The features on the Brute i686 are similar to the Brute i680, so forgive us if there's a little bit of deja vu here. To start, the Brute i686 has a 600-contact phone book with room in each entry for seven phone numbers, an e-mail address, and notes. You can categorize those contacts into groups, and also into push-to-talk groups if you're on Nextel's Direct Connect service. You can also pair the contacts with a photo and one of 20 polyphonic ringtones for caller identification. The Brute i686's Direct Connect features include International Direct Connect, Group Connect, and Direct Talk.
The i686 is a phone first and foremost, with simple features like a vibrate mode, a speakerphone, a memo pad, text and multimedia messaging, call timers, an alarm clock, and a datebook. For the slightly more advanced user, there's stereo Bluetooth, an application manager, USB mass storage, a voice recorder, voice playback when browsing menus, and PC syncing. There's also GPS with support for Sprint's TeleNav service.
Even though the i686 is a relatively basic phone, it does have a few multimedia options. These include a music player, which has the usual album art and player track controls. You can customize it to a certain extent with themes and visualizations. You do get basic features like shuffle, repeat, and even an equalizer. You can load music onto the phone via a USB cable or a microSD card. The phone only takes cards of up to 8GB, which is rather stingy.
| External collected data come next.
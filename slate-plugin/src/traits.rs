//! Plugin traits

use crate::Host;
use async_trait::async_trait;
use serde::Serialize;
use slate_core::{
    CommandId, CommandOutput, InputOptions, Notification, NotificationId, PluginResult,
};
use std::sync::Arc;

/// Metadata for a plugin
#[derive(Debug, Clone, Serialize)]
pub struct PluginMeta {
    pub name: &'static str,
    pub description: &'static str,
    pub version: &'static str,
}

/// A plugin, activated once by the host at load time
#[async_trait]
pub trait Plugin: Send + Sync {
    fn meta(&self) -> PluginMeta;

    /// Set the plugin up against the host's capabilities. Registration
    /// failures propagate to the host's loader.
    async fn activate(&self, host: &Host) -> PluginResult<()>;
}

/// Handler behind a registered command
#[async_trait]
pub trait CommandHandler: Send + Sync {
    /// One-line summary for host listings.
    fn description(&self) -> &str {
        ""
    }

    async fn call(&self, arg: &str) -> PluginResult<CommandOutput>;
}

/// Command registry capability
pub trait Commands: Send + Sync {
    fn register(&self, id: CommandId, handler: Arc<dyn CommandHandler>) -> PluginResult<()>;
}

/// Free-text input capability
#[async_trait]
pub trait Omnibar: Send + Sync {
    /// Ask the user for text. `None` means the prompt was dismissed.
    async fn show_input(&self, title: &str, options: InputOptions) -> PluginResult<Option<String>>;
}

/// Notification capability
#[async_trait]
pub trait Notifications: Send + Sync {
    async fn notify(&self, notification: Notification) -> PluginResult<NotificationId>;

    async fn add_info(&self, message: &str) -> PluginResult<NotificationId> {
        self.notify(Notification::info(message)).await
    }

    async fn add_warning(&self, message: &str) -> PluginResult<NotificationId> {
        self.notify(Notification::warning(message)).await
    }

    async fn add_error(&self, message: &str) -> PluginResult<NotificationId> {
        self.notify(Notification::error(message)).await
    }
}

#[cfg(test)]
mod tests {
    use super::*;
    use slate_core::Severity;
    use std::sync::Mutex;

    #[derive(Default)]
    struct Recorder {
        shown: Mutex<Vec<Notification>>,
    }

    #[async_trait]
    impl Notifications for Recorder {
        async fn notify(&self, notification: Notification) -> PluginResult<NotificationId> {
            let mut shown = self.shown.lock().unwrap();
            shown.push(notification);
            Ok(NotificationId(shown.len() as u64))
        }
    }

    #[tokio::test]
    async fn test_severity_helpers() {
        let recorder = Recorder::default();
        recorder.add_info("one").await.unwrap();
        recorder.add_warning("two").await.unwrap();
        let id = recorder.add_error("three").await.unwrap();

        assert_eq!(id, NotificationId(3));
        let shown = recorder.shown.lock().unwrap();
        let severities: Vec<Severity> = shown.iter().map(|n| n.severity).collect();
        assert_eq!(severities, vec![Severity::Info, Severity::Warning, Severity::Error]);
        assert_eq!(shown[2].message, "three");
    }

    #[test]
    fn test_plugin_meta_serializes() {
        let meta = PluginMeta { name: "demo", description: "Demo plugin", version: "1.0.0" };
        let json = serde_json::to_value(&meta).unwrap();
        assert_eq!(json["name"], "demo");
        assert_eq!(json["version"], "1.0.0");
    }
}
The 2-megapixel camera is unchanged from the Brute i680. It can take pictures in seven resolutions and two quality settings. Other camera options include exposure control, white balance, a 4x digital zoom, a self-timer, geotagging, a macro mode, autofocus, four color effects, and a couple of shutter sounds. Photo quality is fair. Shots were not as sharp as we would like, and colors were unfortunately quite dim and washed out. There's also a built-in camcorder with similar editing options. You can shoot clips for 1 minute for MMS messages or longer in storage mode.
The Brute i686 comes with a few Sprint apps like Nascar Sprint Cup Mobile and NFL Live, but that's about it. You can always get more apps, games, graphics, and ringtones from the Sprint store via the WAP 2.0 browser.
We tested the Motorola Brute i686 in San Francisco using the Sprint Nextel service. As is the case with most of our Nextel phones, call quality was very impressive. Audio was crystal clear, as if our callers were right next to us. Callers sounded very natural, and there was little to no background noise.
On their end, callers too reported great audio quality. They said we sounded very loud and clear, and we were interrupted by very little static, if any. Reception was overall quite reliable, and the speakerphone quality was stellar as well.
We tested the Brute i686 with another i686 for Direct Connect calls. There was a slight audible distortion at times, but that seems to be the case with most push-to-talk calls. Otherwise, audio quality was great--loud, clear, with very good noise reduction.
The Brute i686 has a rated battery life of 5.8 hours. We found it had a talk time of 5 hours and 57 minutes in our tests. According to FCC radiation tests, the Brute i686 has a digital SAR of 0.59 watt per kilogram.